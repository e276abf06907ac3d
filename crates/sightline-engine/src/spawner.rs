//! Seeds the world with a demo population.
//!
//! Counts come from the `world` config section. Positions and traits are
//! drawn from a seeded RNG so two runs with the same seed lay out the same
//! world.

use std::sync::Arc;

use rand::Rng;
use sightline_core::runtime::Runtime;
use sightline_types::{ObjectId, ObjectKind};
use sightline_world::{Assistant, AssistantKind, ObjectTraits, Position, WorldObject};
use tracing::info;

use crate::error::EngineError;

/// First id handed out to spawned objects.
const FIRST_OBJECT_ID: u32 = 0x1000_0000;

/// Percent of players spawned with negative reputation.
const OUTLAW_PERCENT: u32 = 10;

/// Percent of players that bring a companion.
const COMPANION_PERCENT: u32 = 30;

/// Percent of monsters that attack on sight.
const AGGRESSIVE_PERCENT: u32 = 50;

/// Percent of monsters with a rival faction.
const RIVAL_FACTION_PERCENT: u32 = 10;

/// Percent of guards that walk a fixed route.
const PATROL_PERCENT: u32 = 20;

/// Everything the spawner placed, grouped by role.
#[derive(Debug, Default)]
pub struct Population {
    /// Player characters.
    pub players: Vec<Arc<WorldObject>>,
    /// Companions, each attached to a player.
    pub companions: Vec<Arc<WorldObject>>,
    /// Town guards.
    pub guards: Vec<Arc<WorldObject>>,
    /// Monsters.
    pub monsters: Vec<Arc<WorldObject>>,
    /// Harmless NPCs.
    pub npcs: Vec<Arc<WorldObject>>,
    /// Ground items.
    pub items: Vec<Arc<WorldObject>>,
}

impl Population {
    /// Total number of spawned objects.
    pub fn len(&self) -> usize {
        [
            self.players.len(),
            self.companions.len(),
            self.guards.len(),
            self.monsters.len(),
            self.npcs.len(),
            self.items.len(),
        ]
        .iter()
        .sum()
    }

    /// Whether nothing was spawned.
    pub fn is_empty(&self) -> bool {
        self.len() == 0
    }
}

/// Hands out consecutive object ids and random positions.
struct Placer<'a, R: Rng> {
    runtime: &'a Runtime,
    rng: &'a mut R,
    next_id: u32,
    extent_x: i32,
    extent_y: i32,
}

impl<R: Rng> Placer<'_, R> {
    fn next_id(&mut self) -> Result<ObjectId, EngineError> {
        let id = ObjectId(self.next_id);
        self.next_id = self
            .next_id
            .checked_add(1)
            .ok_or_else(|| EngineError::Spawner {
                message: "object id space exhausted".to_owned(),
            })?;
        Ok(id)
    }

    fn random_position(&mut self) -> Position {
        Position::new(
            self.rng.random_range(0..self.extent_x),
            self.rng.random_range(0..self.extent_y),
            0,
        )
    }

    fn roll(&mut self, percent: u32) -> bool {
        self.rng.random_range(0..100) < percent
    }

    fn place(&mut self, object: &Arc<WorldObject>) -> Result<(), EngineError> {
        let position = self.random_position();
        self.runtime.spawn(object, position)?;
        Ok(())
    }
}

/// World extent in world units along one axis.
fn extent(cells: u32, cell_size: u32) -> Result<i32, EngineError> {
    cells
        .checked_mul(cell_size)
        .and_then(|units| i32::try_from(units).ok())
        .ok_or_else(|| EngineError::Spawner {
            message: format!("world of {cells} cells of {cell_size} units does not fit i32"),
        })
}

/// Spawn the configured demo population into `runtime`'s world.
///
/// # Errors
///
/// Returns [`EngineError::Spawner`] if the world extent does not fit the
/// coordinate space, or [`EngineError::World`] if a spawn fails.
pub fn seed_population<R: Rng>(runtime: &Runtime, rng: &mut R) -> Result<Population, EngineError> {
    let world = runtime.config().world.clone();
    let mut placer = Placer {
        runtime,
        rng,
        next_id: FIRST_OBJECT_ID,
        extent_x: extent(world.width, world.cell_size)?,
        extent_y: extent(world.height, world.cell_size)?,
    };
    let mut population = Population::default();

    for _ in 0..world.players {
        let reputation = if placer.roll(OUTLAW_PERCENT) { -100 } else { 0 };
        let player = runtime
            .object(placer.next_id()?, ObjectKind::Player)
            .reputation(reputation)
            .build();
        player.add_assistant(Arc::new(Assistant::new(AssistantKind::Healing)));
        player.add_assistant(Arc::new(Assistant::new(AssistantKind::Offensive)));
        placer.place(&player)?;

        if placer.roll(COMPANION_PERCENT) {
            let companion = runtime
                .object(placer.next_id()?, ObjectKind::Companion)
                .controlled_by(&player)
                .build();
            runtime.spawn(&companion, player.position())?;
            player.set_companion(&companion);
            population.companions.push(companion);
        }
        population.players.push(player);
    }

    for _ in 0..world.guards {
        let traits = ObjectTraits {
            stationary_patrol: placer.roll(PATROL_PERCENT),
            ..ObjectTraits::default()
        };
        let guard = runtime
            .object(placer.next_id()?, ObjectKind::Guard)
            .traits(traits)
            .build();
        placer.place(&guard)?;
        population.guards.push(guard);
    }

    for _ in 0..world.monsters {
        let traits = ObjectTraits {
            aggressive: placer.roll(AGGRESSIVE_PERCENT),
            has_rival_faction: placer.roll(RIVAL_FACTION_PERCENT),
            ..ObjectTraits::default()
        };
        let monster = runtime
            .object(placer.next_id()?, ObjectKind::Monster)
            .traits(traits)
            .build();
        placer.place(&monster)?;
        population.monsters.push(monster);
    }

    for _ in 0..world.npcs {
        let npc = runtime.object(placer.next_id()?, ObjectKind::Npc).build();
        placer.place(&npc)?;
        population.npcs.push(npc);
    }

    for _ in 0..world.items {
        let item = runtime.object(placer.next_id()?, ObjectKind::Item).build();
        placer.place(&item)?;
        population.items.push(item);
    }

    info!(
        players = population.players.len(),
        companions = population.companions.len(),
        guards = population.guards.len(),
        monsters = population.monsters.len(),
        npcs = population.npcs.len(),
        items = population.items.len(),
        "demo population spawned"
    );
    Ok(population)
}

#[cfg(test)]
#[allow(clippy::unwrap_used)]
mod tests {
    use rand::SeedableRng;
    use rand::rngs::StdRng;
    use sightline_core::config::SightlineConfig;
    use sightline_core::notify::NullNotifier;

    use super::*;

    fn runtime() -> Runtime {
        let mut config = SightlineConfig::default();
        config.world.width = 4;
        config.world.height = 4;
        config.world.cell_size = 100;
        config.world.players = 5;
        config.world.guards = 3;
        config.world.monsters = 10;
        config.world.npcs = 4;
        config.world.items = 2;
        Runtime::new(config, Arc::new(NullNotifier)).unwrap()
    }

    #[test]
    fn spawns_the_configured_counts() {
        let runtime = runtime();
        let mut rng = StdRng::seed_from_u64(7);
        let population = seed_population(&runtime, &mut rng).unwrap();

        assert_eq!(population.players.len(), 5);
        assert_eq!(population.guards.len(), 3);
        assert_eq!(population.monsters.len(), 10);
        assert_eq!(runtime.grid().object_count(), population.len());
        assert!(population.players.iter().all(|p| p.is_visible()));
    }

    #[test]
    fn companions_sit_with_their_player() {
        let runtime = runtime();
        let mut rng = StdRng::seed_from_u64(11);
        let population = seed_population(&runtime, &mut rng).unwrap();
        for companion in &population.companions {
            let owner = companion.controller().unwrap();
            assert_eq!(owner.position(), companion.position());
            assert_eq!(owner.companion().unwrap().id(), companion.id());
        }
    }

    #[test]
    fn same_seed_same_layout() {
        let first = runtime();
        let second = runtime();
        let a = seed_population(&first, &mut StdRng::seed_from_u64(3)).unwrap();
        let b = seed_population(&second, &mut StdRng::seed_from_u64(3)).unwrap();
        let positions = |p: &Population| p.monsters.iter().map(|m| m.position()).collect::<Vec<_>>();
        assert_eq!(positions(&a), positions(&b));
    }

    #[test]
    fn oversized_world_is_rejected() {
        assert!(extent(u32::MAX, 2).is_err());
        assert_eq!(extent(4, 100).unwrap(), 400);
    }
}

### Activity
Look above for the line with "let mut placer" and the line with "let monster = runtime"; transcribe both and all lines in between, exactly, and nothing else.

### Solution to this exercise
    let mut placer = Placer {
        runtime,
        rng,
        next_id: FIRST_OBJECT_ID,
        extent_x: extent(world.width, world.cell_size)?,
        extent_y: extent(world.height, world.cell_size)?,
    };
    let mut population = Population::default();

    for _ in 0..world.players {
        let reputation = if placer.roll(OUTLAW_PERCENT) { -100 } else { 0 };
        let player = runtime
            .object(placer.next_id()?, ObjectKind::Player)
            .reputation(reputation)
            .build();
        player.add_assistant(Arc::new(Assistant::new(AssistantKind::Healing)));
        player.add_assistant(Arc::new(Assistant::new(AssistantKind::Offensive)));
        placer.place(&player)?;

        if placer.roll(COMPANION_PERCENT) {
            let companion = runtime
                .object(placer.next_id()?, ObjectKind::Companion)
                .controlled_by(&player)
                .build();
            runtime.spawn(&companion, player.position())?;
            player.set_companion(&companion);
            population.companions.push(companion);
        }
        population.players.push(player);
    }

    for _ in 0..world.guards {
        let traits = ObjectTraits {
            stationary_patrol: placer.roll(PATROL_PERCENT),
            ..ObjectTraits::default()
        };
        let guard = runtime
            .object(placer.next_id()?, ObjectKind::Guard)
            .traits(traits)
            .build();
        placer.place(&guard)?;
        population.guards.push(guard);
    }

    for _ in 0..world.monsters {
        let traits = ObjectTraits {
            aggressive: placer.roll(AGGRESSIVE_PERCENT),
            has_rival_faction: placer.roll(RIVAL_FACTION_PERCENT),
            ..ObjectTraits::default()
        };
        let monster = runtime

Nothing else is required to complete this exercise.